Go through the data and copy each line where the word "Lifetime" shows up.

====================

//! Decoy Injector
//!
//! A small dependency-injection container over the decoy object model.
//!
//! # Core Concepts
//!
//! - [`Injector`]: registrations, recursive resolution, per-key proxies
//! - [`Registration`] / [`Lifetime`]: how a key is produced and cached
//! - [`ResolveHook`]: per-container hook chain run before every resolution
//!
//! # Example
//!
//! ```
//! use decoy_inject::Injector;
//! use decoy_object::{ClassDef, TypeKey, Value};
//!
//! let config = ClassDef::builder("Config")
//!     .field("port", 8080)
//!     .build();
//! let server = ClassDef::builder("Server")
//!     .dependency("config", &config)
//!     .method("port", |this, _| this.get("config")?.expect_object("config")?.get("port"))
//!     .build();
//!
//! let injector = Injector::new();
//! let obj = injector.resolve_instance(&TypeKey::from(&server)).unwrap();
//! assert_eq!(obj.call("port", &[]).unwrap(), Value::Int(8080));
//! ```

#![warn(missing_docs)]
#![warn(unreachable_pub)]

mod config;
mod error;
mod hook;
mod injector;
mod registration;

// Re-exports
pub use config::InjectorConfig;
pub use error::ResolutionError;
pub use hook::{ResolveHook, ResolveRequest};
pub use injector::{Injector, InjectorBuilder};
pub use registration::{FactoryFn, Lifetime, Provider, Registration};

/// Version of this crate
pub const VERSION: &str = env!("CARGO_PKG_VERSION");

====================

#### SOLUTION
//! - [`Registration`] / [`Lifetime`]: how a key is produced and cached
pub use registration::{FactoryFn, Lifetime, Provider, Registration};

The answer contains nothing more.